In the last post I told you how to find your Most Important Number.

Basically, this is the number of sales per month you need to generate with your “bread and butter” product to get you where you want to be financially.

Example: Windows is your main product. You’re selling eight window projects per month. So your Most Important Number might be 25 jobs per month.

Today, we’ll determine how to get the money to create the marketing budget to get to your Most Important Number and where to spend the money.

Because, let’s face it: It’s easy to say that if you were doing 25 window projects per month for $8,000 per job (and $4,000 gross profit), that you’d allot 15% of sales ($1,200 per sale) to marketing.

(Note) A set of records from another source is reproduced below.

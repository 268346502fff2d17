//! API layer - routes, handlers, and middleware

pub mod handlers;
pub mod middleware;
pub mod routes;

use crate::state::AppState;
use axum::{
    extract::DefaultBodyLimit,
    http::StatusCode,
    response::{IntoResponse, Json},
    routing::get,
    Router,
};
use serde_json::json;

/// Create the main application router
pub fn create_router(state: AppState) -> Router {
    let max_body_size = state.config.server.max_request_body_size;
    let cors_origins = state.config.server.cors_origins.clone();

    Router::new()
        // Health check
        .route("/health", get(health_check))
        // Root endpoint
        .route("/", get(root))
        // Favicon handler (returns 204 to prevent 404 logs)
        .route("/favicon.ico", get(favicon))
        // FHIR terminology surface
        .nest("/fhir", routes::fhir_routes())
        // Plain-JSON API surface
        .nest("/api", routes::api_routes())
        .with_state(state)
        // Add middleware (applied in reverse order)
        .layer(axum::middleware::from_fn(middleware::request_id_middleware))
        .layer(middleware::compression())
        .layer(middleware::cors(&cors_origins))
        // Limit request body size to prevent DoS via large payloads
        .layer(DefaultBodyLimit::max(max_body_size))
}

async fn health_check() -> impl IntoResponse {
    Json(json!({
        "status": "ok",
        "service": "setu"
    }))
}

async fn root() -> impl IntoResponse {
    // Note: This is an informational endpoint (not a FHIR interaction).
    (
        StatusCode::OK,
        Json(json!({
            "server": "Setu Terminology Bridge",
            "version": env!("CARGO_PKG_VERSION"),
            "status": "running"
        })),
    )
}

async fn favicon() -> impl IntoResponse {
    // Return 204 No Content to indicate no favicon is available
    // This prevents 404 errors from cluttering logs
    StatusCode::NO_CONTENT
}
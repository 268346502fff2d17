//! Plain-JSON API handlers: diagnosis autocomplete, corpus statistics, the
//! mapping browser, and the disease-prediction proxy.

use crate::api::handlers::parse_system;
use crate::state::AppState;
use crate::{Error, Result};
use axum::{
    extract::{Query, State},
    Json,
};
use serde::Deserialize;
use serde_json::{json, Value};
use validator::Validate;

const DEFAULT_SEARCH_LIMIT: i64 = 20;
const DEFAULT_PAGE_SIZE: i64 = 50;
const MAX_PAGE_SIZE: i64 = 200;

#[derive(Debug, Deserialize)]
pub struct DiagnosisSearchQuery {
    pub query: Option<String>,
    pub system: Option<String>,
    pub limit: Option<i64>,
}

#[derive(Debug, Deserialize)]
pub struct MappingsQuery {
    pub system: Option<String>,
    pub page: Option<i64>,
    pub limit: Option<i64>,
}

#[derive(Debug, Deserialize, Validate)]
pub struct PredictRequest {
    #[validate(length(min = 1, message = "symptoms must be a non-empty list"))]
    pub symptoms: Vec<String>,
    pub model: Option<String>,
}

/// GET /api/search/diagnosis?query=&system=&limit=
///
/// Queries under two characters return an empty result set rather than an
/// error, matching autocomplete semantics.
pub async fn diagnosis_search(
    State(state): State<AppState>,
    Query(query): Query<DiagnosisSearchQuery>,
) -> Result<Json<Value>> {
    let system = parse_system(query.system.as_deref())?;
    let limit = query.limit.unwrap_or(DEFAULT_SEARCH_LIMIT).clamp(1, MAX_PAGE_SIZE);

    let results = state
        .terminology
        .diagnosis_search(query.query.as_deref().unwrap_or(""), system, limit)
        .await?;
    let total = results.len();

    Ok(Json(json!({
        "results": results,
        "total": total,
    })))
}

/// GET /api/stats
pub async fn stats(State(state): State<AppState>) -> Result<Json<Value>> {
    let stats = state.terminology.stats().await?;

    Ok(Json(json!({
        "namaste": {
            "total": stats.namaste_total,
            "ayurveda": stats.ayurveda,
            "siddha": stats.siddha,
            "unani": stats.unani,
        },
        "icd11": {
            "total": stats.icd11_total,
        },
        "mappings": {
            "total": stats.mapping_total,
            "unique_codes": stats.mapped_namaste_codes,
            "average_confidence": stats
                .average_confidence
                .map(|avg| (avg * 100.0).round() / 100.0)
                .unwrap_or(0.0),
        },
    })))
}

/// GET /api/mappings?system=&page=&limit=
pub async fn mappings(
    State(state): State<AppState>,
    Query(query): Query<MappingsQuery>,
) -> Result<Json<Value>> {
    let system = parse_system(query.system.as_deref())?;
    let page = query.page.unwrap_or(1).max(1);
    let limit = query.limit.unwrap_or(DEFAULT_PAGE_SIZE).clamp(1, MAX_PAGE_SIZE);
    let offset = (page - 1) * limit;

    let (mappings, total) = state.terminology.mappings_page(system, limit, offset).await?;

    Ok(Json(json!({
        "mappings": mappings,
        "pagination": {
            "page": page,
            "limit": limit,
            "total": total,
            "pages": (total + limit - 1) / limit,
        },
    })))
}

/// POST /api/predict
pub async fn predict(
    State(state): State<AppState>,
    Json(request): Json<PredictRequest>,
) -> Result<Json<Value>> {
    request
        .validate()
        .map_err(|err| Error::Validation(err.to_string()))?;

    let result = state
        .prediction
        .predict(&request.symptoms, request.model.as_deref())
        .await?;
    Ok(Json(result))
}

But when you realize that would require a monthly marketing budget of $30,000—over $20,000 more than what you’re currently spending—you automatically think, “How the heck do I get there?!”

Short answer: Patience.

Here’s what you do…

  • Determine how much you’re ALREADY spending on marketing to get those eight sales.
  • If eight sales mean $64,000 in revenue, then let’s say you’re already spending 15% of that, or $9,600. (Note: If you think 15% is too high, fine. Use your own numbers.)
  • That means you need to generate an extra $20,400 in your marketing budget.
  • Next, figure out how much extra money you can afford to spend RIGHT NOW on a monthly basis—taking cash flow into consideration—even if the extra money doesn’t produce an instant ROI. Some faith will be required here.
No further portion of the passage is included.